[Dataset entries]

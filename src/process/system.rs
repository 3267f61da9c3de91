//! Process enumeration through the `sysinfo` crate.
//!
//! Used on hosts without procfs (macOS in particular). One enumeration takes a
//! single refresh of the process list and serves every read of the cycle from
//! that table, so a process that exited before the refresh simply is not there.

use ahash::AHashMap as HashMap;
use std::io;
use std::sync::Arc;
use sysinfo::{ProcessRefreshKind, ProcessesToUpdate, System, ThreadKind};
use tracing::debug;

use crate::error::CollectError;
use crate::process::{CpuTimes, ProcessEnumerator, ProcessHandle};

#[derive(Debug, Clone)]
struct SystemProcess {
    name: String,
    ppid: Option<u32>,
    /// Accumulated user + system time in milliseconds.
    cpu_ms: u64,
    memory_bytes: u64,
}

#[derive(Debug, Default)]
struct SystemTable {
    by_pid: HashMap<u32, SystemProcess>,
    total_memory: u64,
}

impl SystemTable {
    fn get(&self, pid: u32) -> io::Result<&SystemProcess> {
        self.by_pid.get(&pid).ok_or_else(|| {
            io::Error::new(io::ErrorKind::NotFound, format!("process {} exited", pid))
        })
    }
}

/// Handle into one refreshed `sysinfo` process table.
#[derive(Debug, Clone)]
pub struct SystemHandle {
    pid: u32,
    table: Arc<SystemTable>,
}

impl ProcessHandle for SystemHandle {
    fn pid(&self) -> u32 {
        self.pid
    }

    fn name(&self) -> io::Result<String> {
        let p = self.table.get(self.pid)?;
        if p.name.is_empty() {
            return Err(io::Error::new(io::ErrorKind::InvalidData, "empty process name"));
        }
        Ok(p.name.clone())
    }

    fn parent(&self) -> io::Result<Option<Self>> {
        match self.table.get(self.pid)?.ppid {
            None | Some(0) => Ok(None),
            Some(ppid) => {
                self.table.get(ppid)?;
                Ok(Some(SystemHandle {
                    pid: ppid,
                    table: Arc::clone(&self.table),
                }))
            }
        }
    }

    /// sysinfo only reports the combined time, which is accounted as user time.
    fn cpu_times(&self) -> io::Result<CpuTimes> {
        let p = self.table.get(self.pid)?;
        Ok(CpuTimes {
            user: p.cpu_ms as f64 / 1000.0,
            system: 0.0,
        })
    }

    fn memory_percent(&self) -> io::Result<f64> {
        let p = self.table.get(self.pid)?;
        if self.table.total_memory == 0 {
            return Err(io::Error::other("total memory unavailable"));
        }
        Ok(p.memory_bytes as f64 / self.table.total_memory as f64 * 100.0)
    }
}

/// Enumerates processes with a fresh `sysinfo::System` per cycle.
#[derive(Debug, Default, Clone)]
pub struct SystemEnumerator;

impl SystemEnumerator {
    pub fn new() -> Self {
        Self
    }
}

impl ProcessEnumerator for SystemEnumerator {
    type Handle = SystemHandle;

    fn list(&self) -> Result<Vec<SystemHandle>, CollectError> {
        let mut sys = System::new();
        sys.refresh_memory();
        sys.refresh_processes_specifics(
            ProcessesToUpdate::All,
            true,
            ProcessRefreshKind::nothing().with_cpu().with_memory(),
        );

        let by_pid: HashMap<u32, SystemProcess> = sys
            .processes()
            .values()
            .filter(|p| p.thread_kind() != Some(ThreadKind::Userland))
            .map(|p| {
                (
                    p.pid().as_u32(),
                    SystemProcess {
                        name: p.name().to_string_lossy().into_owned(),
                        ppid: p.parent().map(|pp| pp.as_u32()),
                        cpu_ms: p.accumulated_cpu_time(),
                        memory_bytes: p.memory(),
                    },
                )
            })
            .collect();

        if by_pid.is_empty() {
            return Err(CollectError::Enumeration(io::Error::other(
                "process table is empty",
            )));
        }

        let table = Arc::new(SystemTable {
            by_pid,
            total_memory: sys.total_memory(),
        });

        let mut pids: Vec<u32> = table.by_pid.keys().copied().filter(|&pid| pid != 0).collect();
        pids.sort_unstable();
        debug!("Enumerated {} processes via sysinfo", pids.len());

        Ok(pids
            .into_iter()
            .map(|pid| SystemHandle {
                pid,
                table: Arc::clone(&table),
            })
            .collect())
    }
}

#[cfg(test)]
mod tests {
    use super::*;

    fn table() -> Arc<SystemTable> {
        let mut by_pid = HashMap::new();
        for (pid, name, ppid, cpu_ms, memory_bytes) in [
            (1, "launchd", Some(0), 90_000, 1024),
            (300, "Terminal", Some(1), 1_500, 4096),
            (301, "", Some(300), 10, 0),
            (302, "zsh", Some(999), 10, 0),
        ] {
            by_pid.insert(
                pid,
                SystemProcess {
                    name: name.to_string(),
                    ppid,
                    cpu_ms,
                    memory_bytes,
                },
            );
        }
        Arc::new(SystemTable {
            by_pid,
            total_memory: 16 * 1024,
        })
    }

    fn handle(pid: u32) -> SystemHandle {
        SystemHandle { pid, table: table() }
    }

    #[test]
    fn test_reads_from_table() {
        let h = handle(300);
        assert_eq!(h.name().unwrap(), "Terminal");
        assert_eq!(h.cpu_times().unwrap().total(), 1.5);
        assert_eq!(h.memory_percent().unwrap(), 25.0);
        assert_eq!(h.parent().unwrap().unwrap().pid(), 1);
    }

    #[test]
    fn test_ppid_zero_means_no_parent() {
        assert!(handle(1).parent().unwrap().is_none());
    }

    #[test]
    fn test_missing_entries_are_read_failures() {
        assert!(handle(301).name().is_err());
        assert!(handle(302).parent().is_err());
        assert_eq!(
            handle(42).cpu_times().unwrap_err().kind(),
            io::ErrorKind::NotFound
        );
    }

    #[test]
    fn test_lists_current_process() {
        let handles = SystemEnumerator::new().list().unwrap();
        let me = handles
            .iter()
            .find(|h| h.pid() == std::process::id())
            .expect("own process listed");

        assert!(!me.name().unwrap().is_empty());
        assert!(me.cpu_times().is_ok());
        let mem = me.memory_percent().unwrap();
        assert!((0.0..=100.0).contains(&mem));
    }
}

--

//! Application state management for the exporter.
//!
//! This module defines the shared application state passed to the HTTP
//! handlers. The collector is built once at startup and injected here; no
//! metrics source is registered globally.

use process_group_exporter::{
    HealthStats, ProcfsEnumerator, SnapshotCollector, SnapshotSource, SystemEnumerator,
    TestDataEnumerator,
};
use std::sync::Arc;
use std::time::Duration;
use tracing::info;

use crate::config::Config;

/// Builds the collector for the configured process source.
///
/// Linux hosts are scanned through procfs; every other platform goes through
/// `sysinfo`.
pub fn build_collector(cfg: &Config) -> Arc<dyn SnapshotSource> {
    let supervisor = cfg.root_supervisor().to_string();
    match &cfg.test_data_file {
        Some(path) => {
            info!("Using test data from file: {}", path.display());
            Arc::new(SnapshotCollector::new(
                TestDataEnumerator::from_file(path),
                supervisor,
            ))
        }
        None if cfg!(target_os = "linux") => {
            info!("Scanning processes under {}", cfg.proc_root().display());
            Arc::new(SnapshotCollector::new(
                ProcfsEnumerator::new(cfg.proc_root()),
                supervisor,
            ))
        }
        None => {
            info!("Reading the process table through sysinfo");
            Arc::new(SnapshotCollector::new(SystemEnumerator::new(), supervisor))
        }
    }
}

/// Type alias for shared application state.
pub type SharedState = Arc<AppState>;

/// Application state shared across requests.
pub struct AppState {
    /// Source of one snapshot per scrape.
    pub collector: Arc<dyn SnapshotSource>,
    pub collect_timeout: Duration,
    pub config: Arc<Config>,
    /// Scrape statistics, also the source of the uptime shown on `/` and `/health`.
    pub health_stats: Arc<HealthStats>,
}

→ YOUR INSTRUCTIONS: The lines to return are those in the entries above that include "SystemTable".

→ FINISHED EXERCISE:
struct SystemTable {
impl SystemTable {
    table: Arc<SystemTable>,
        let table = Arc::new(SystemTable {
    fn table() -> Arc<SystemTable> {
        Arc::new(SystemTable {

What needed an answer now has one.